Task goal: Each record must be printed again exactly as it appears.

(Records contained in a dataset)

###

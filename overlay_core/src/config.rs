// Overlay configuration: General / Spotlight / Laser sections.
// Loaded once by the host, validated up front, immutable afterwards.

use serde::{Deserialize, Deserializer, Serialize};

use crate::error::OverlayError;
use crate::types::{PresenterMode, Rgba};

/// Full overlay configuration passed in by the host.
#[derive(Debug, Clone, PartialEq, Serialize, Deserialize, Default)]
#[serde(rename_all = "PascalCase")]
pub struct OverlayConfig {
    #[serde(default)]
    pub general: GeneralSettings,
    #[serde(default)]
    pub spotlight: SpotlightSettings,
    #[serde(default)]
    pub laser: LaserSettings,
}

/// Mode cycle and button timing.
#[derive(Debug, Clone, PartialEq, Serialize, Deserialize)]
pub struct GeneralSettings {
    /// Ordered modes cycled by the erase button. Accepts a list or a
    /// comma-separated string.
    #[serde(default = "default_modes", deserialize_with = "deserialize_modes")]
    pub modes: Vec<PresenterMode>,
    /// Two spotlight presses closer than this become a double click.
    #[serde(default = "default_double_click_ms")]
    pub double_click_ms: u64,
}

impl Default for GeneralSettings {
    fn default() -> Self {
        GeneralSettings {
            modes: default_modes(),
            double_click_ms: default_double_click_ms(),
        }
    }
}

fn default_modes() -> Vec<PresenterMode> {
    vec![PresenterMode::SpotlightHold, PresenterMode::Laser]
}

fn default_double_click_ms() -> u64 {
    350
}

/// Spotlight mask appearance.
#[derive(Debug, Clone, PartialEq, Serialize, Deserialize)]
pub struct SpotlightSettings {
    /// Cutout radius in pixels.
    #[serde(default = "default_spot_radius")]
    pub spot_radius: f32,
    /// Alpha of the darkened background.
    #[serde(default = "default_background_alpha")]
    pub background_alpha: u8,
    /// Ring thickness as a fraction of `spot_radius`.
    #[serde(default = "default_ring_thickness")]
    pub ring_thickness: f32,
    #[serde(default = "default_ring_color", alias = "ring_color")]
    pub ring_color_rgba: Rgba,
}

impl Default for SpotlightSettings {
    fn default() -> Self {
        SpotlightSettings {
            spot_radius: default_spot_radius(),
            background_alpha: default_background_alpha(),
            ring_thickness: default_ring_thickness(),
            ring_color_rgba: default_ring_color(),
        }
    }
}

fn default_spot_radius() -> f32 {
    150.0
}

fn default_background_alpha() -> u8 {
    220
}

fn default_ring_thickness() -> f32 {
    0.05
}

fn default_ring_color() -> Rgba {
    Rgba::new(255, 105, 180, 255) // hot pink
}

/// Laser trail appearance.
#[derive(Debug, Clone, PartialEq, Serialize, Deserialize)]
pub struct LaserSettings {
    #[serde(default = "default_max_trail_length")]
    pub max_trail_length: usize,
    /// Dot radius in pixels.
    #[serde(default = "default_base_radius")]
    pub base_radius: f32,
    /// Head dot is `base_radius * head_multiplier`.
    #[serde(default = "default_head_multiplier")]
    pub head_multiplier: f32,
    #[serde(default = "default_laser_color", alias = "color")]
    pub color_rgba: Rgba,
    /// Alpha of the oldest dot.
    #[serde(default = "default_min_alpha")]
    pub min_alpha: u8,
    /// Shrink the trail onto the pointer while it is not moving.
    #[serde(default = "default_true")]
    pub idle_decay: bool,
}

impl Default for LaserSettings {
    fn default() -> Self {
        LaserSettings {
            max_trail_length: default_max_trail_length(),
            base_radius: default_base_radius(),
            head_multiplier: default_head_multiplier(),
            color_rgba: default_laser_color(),
            min_alpha: default_min_alpha(),
            idle_decay: default_true(),
        }
    }
}

fn default_max_trail_length() -> usize {
    15
}

fn default_base_radius() -> f32 {
    7.0
}

fn default_head_multiplier() -> f32 {
    1.5
}

fn default_laser_color() -> Rgba {
    Rgba::new(255, 0, 0, 255)
}

fn default_min_alpha() -> u8 {
    25
}

fn default_true() -> bool {
    true
}

#[derive(Deserialize)]
#[serde(untagged)]
enum ModesRepr {
    List(Vec<String>),
    Csv(String),
}

fn deserialize_modes<'de, D>(deserializer: D) -> Result<Vec<PresenterMode>, D::Error>
where
    D: Deserializer<'de>,
{
    let names = match ModesRepr::deserialize(deserializer)? {
        ModesRepr::List(names) => names,
        ModesRepr::Csv(text) => text.split(',').map(str::to_string).collect(),
    };

    names
        .iter()
        .filter(|name| !name.trim().is_empty())
        .map(|name| name.parse::<PresenterMode>())
        .collect::<Result<Vec<_>, _>>()
        .map_err(serde::de::Error::custom)
}

impl OverlayConfig {
    /// Parse and validate a JSON configuration. Missing fields take defaults.
    pub fn from_json(json: &str) -> Result<Self, OverlayError> {
        let config: OverlayConfig = serde_json::from_str(json)?;
        config.validate()?;
        log::info!(
            "[CONFIG] Loaded overlay config, modes: {:?}",
            config.general.modes
        );
        Ok(config)
    }

    /// Reject values the engine cannot render meaningfully.
    pub fn validate(&self) -> Result<(), OverlayError> {
        let invalid =
            |msg: String| -> Result<(), OverlayError> { Err(OverlayError::InvalidConfig(msg)) };

        if self.general.modes.is_empty() {
            return invalid("General.modes must list at least one mode".to_string());
        }
        if self.general.double_click_ms == 0 {
            return invalid("General.double_click_ms must be positive".to_string());
        }

        let s = &self.spotlight;
        if !s.spot_radius.is_finite() || s.spot_radius <= 0.0 {
            return invalid(format!("Spotlight.spot_radius {} must be > 0", s.spot_radius));
        }
        if !s.ring_thickness.is_finite() || !(0.0..=1.0).contains(&s.ring_thickness) {
            return invalid(format!(
                "Spotlight.ring_thickness {} must be within [0, 1]",
                s.ring_thickness
            ));
        }

        let l = &self.laser;
        if l.max_trail_length == 0 {
            return invalid("Laser.max_trail_length must be positive".to_string());
        }
        if !l.base_radius.is_finite() || l.base_radius <= 0.0 {
            return invalid(format!("Laser.base_radius {} must be > 0", l.base_radius));
        }
        if !l.head_multiplier.is_finite() || l.head_multiplier < 0.0 {
            return invalid(format!(
                "Laser.head_multiplier {} must be >= 0",
                l.head_multiplier
            ));
        }

        Ok(())
    }
}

###

Answer space:
filename overlay_core/src/config.rs
// Overlay configuration: General / Spotlight / Laser sections.
// Loaded once by the host, validated up front, immutable afterwards.

use serde::{Deserialize, Deserializer, Serialize};

use crate::error::OverlayError;
use crate::types::{PresenterMode, Rgba};

/// Full overlay configuration passed in by the host.
#[derive(Debug, Clone, PartialEq, Serialize, Deserialize, Default)]
#[serde(rename_all = "PascalCase")]
pub struct OverlayConfig {
    #[serde(default)]
    pub general: GeneralSettings,
    #[serde(default)]
    pub spotlight: SpotlightSettings,
    #[serde(default)]
    pub laser: LaserSettings,
}

/// Mode cycle and button timing.
#[derive(Debug, Clone, PartialEq, Serialize, Deserialize)]
pub struct GeneralSettings {
    /// Ordered modes cycled by the erase button. Accepts a list or a
    /// comma-separated string.
    #[serde(default = "default_modes", deserialize_with = "deserialize_modes")]
    pub modes: Vec<PresenterMode>,
    /// Two spotlight presses closer than this become a double click.
    #[serde(default = "default_double_click_ms")]
    pub double_click_ms: u64,
}

impl Default for GeneralSettings {
    fn default() -> Self {
        GeneralSettings {
            modes: default_modes(),
            double_click_ms: default_double_click_ms(),
        }
    }
}

fn default_modes() -> Vec<PresenterMode> {
    vec![PresenterMode::SpotlightHold, PresenterMode::Laser]
}

fn default_double_click_ms() -> u64 {
    350
}

/// Spotlight mask appearance.
#[derive(Debug, Clone, PartialEq, Serialize, Deserialize)]
pub struct SpotlightSettings {
    /// Cutout radius in pixels.
    #[serde(default = "default_spot_radius")]
    pub spot_radius: f32,
    /// Alpha of the darkened background.
    #[serde(default = "default_background_alpha")]
    pub background_alpha: u8,
    /// Ring thickness as a fraction of `spot_radius`.
    #[serde(default = "default_ring_thickness")]
    pub ring_thickness: f32,
    #[serde(default = "default_ring_color", alias = "ring_color")]
    pub ring_color_rgba: Rgba,
}

impl Default for SpotlightSettings {
    fn default() -> Self {
        SpotlightSettings {
            spot_radius: default_spot_radius(),
            background_alpha: default_background_alpha(),
            ring_thickness: default_ring_thickness(),
            ring_color_rgba: default_ring_color(),
        }
    }
}

fn default_spot_radius() -> f32 {
    150.0
}

fn default_background_alpha() -> u8 {
    220
}

fn default_ring_thickness() -> f32 {
    0.05
}

fn default_ring_color() -> Rgba {
    Rgba::new(255, 105, 180, 255) // hot pink
}

/// Laser trail appearance.
#[derive(Debug, Clone, PartialEq, Serialize, Deserialize)]
pub struct LaserSettings {
    #[serde(default = "default_max_trail_length")]
    pub max_trail_length: usize,
    /// Dot radius in pixels.
    #[serde(default = "default_base_radius")]
    pub base_radius: f32,
    /// Head dot is `base_radius * head_multiplier`.
    #[serde(default = "default_head_multiplier")]
    pub head_multiplier: f32,
    #[serde(default = "default_laser_color", alias = "color")]
    pub color_rgba: Rgba,
    /// Alpha of the oldest dot.
    #[serde(default = "default_min_alpha")]
    pub min_alpha: u8,
    /// Shrink the trail onto the pointer while it is not moving.
    #[serde(default = "default_true")]
    pub idle_decay: bool,
}

impl Default for LaserSettings {
    fn default() -> Self {
        LaserSettings {
            max_trail_length: default_max_trail_length(),
            base_radius: default_base_radius(),
            head_multiplier: default_head_multiplier(),
            color_rgba: default_laser_color(),
            min_alpha: default_min_alpha(),
            idle_decay: default_true(),
        }
    }
}

fn default_max_trail_length() -> usize {
    15
}

fn default_base_radius() -> f32 {
    7.0
}

fn default_head_multiplier() -> f32 {
    1.5
}

fn default_laser_color() -> Rgba {
    Rgba::new(255, 0, 0, 255)
}

fn default_min_alpha() -> u8 {
    25
}

fn default_true() -> bool {
    true
}

#[derive(Deserialize)]
#[serde(untagged)]
enum ModesRepr {
    List(Vec<String>),
    Csv(String),
}

fn deserialize_modes<'de, D>(deserializer: D) -> Result<Vec<PresenterMode>, D::Error>
where
    D: Deserializer<'de>,
{
    let names = match ModesRepr::deserialize(deserializer)? {
        ModesRepr::List(names) => names,
        ModesRepr::Csv(text) => text.split(',').map(str::to_string).collect(),
    };

    names
        .iter()
        .filter(|name| !name.trim().is_empty())
        .map(|name| name.parse::<PresenterMode>())
        .collect::<Result<Vec<_>, _>>()
        .map_err(serde::de::Error::custom)
}

impl OverlayConfig {
    /// Parse and validate a JSON configuration. Missing fields take defaults.
    pub fn from_json(json: &str) -> Result<Self, OverlayError> {
        let config: OverlayConfig = serde_json::from_str(json)?;
        config.validate()?;
        log::info!(
            "[CONFIG] Loaded overlay config, modes: {:?}",
            config.general.modes
        );
        Ok(config)
    }

    /// Reject values the engine cannot render meaningfully.
    pub fn validate(&self) -> Result<(), OverlayError> {
        let invalid =
            |msg: String| -> Result<(), OverlayError> { Err(OverlayError::InvalidConfig(msg)) };

        if self.general.modes.is_empty() {
            return invalid("General.modes must list at least one mode".to_string());
        }
        if self.general.double_click_ms == 0 {
            return invalid("General.double_click_ms must be positive".to_string());
        }

        let s = &self.spotlight;
        if !s.spot_radius.is_finite() || s.spot_radius <= 0.0 {
            return invalid(format!("Spotlight.spot_radius {} must be > 0", s.spot_radius));
        }
        if !s.ring_thickness.is_finite() || !(0.0..=1.0).contains(&s.ring_thickness) {
            return invalid(format!(
                "Spotlight.ring_thickness {} must be within [0, 1]",
                s.ring_thickness
            ));
        }

        let l = &self.laser;
        if l.max_trail_length == 0 {
            return invalid("Laser.max_trail_length must be positive".to_string());
        }
        if !l.base_radius.is_finite() || l.base_radius <= 0.0 {
            return invalid(format!("Laser.base_radius {} must be > 0", l.base_radius));
        }
        if !l.head_multiplier.is_finite() || l.head_multiplier < 0.0 {
            return invalid(format!(
                "Laser.head_multiplier {} must be >= 0",
                l.head_multiplier
            ));
        }

        Ok(())
    }
}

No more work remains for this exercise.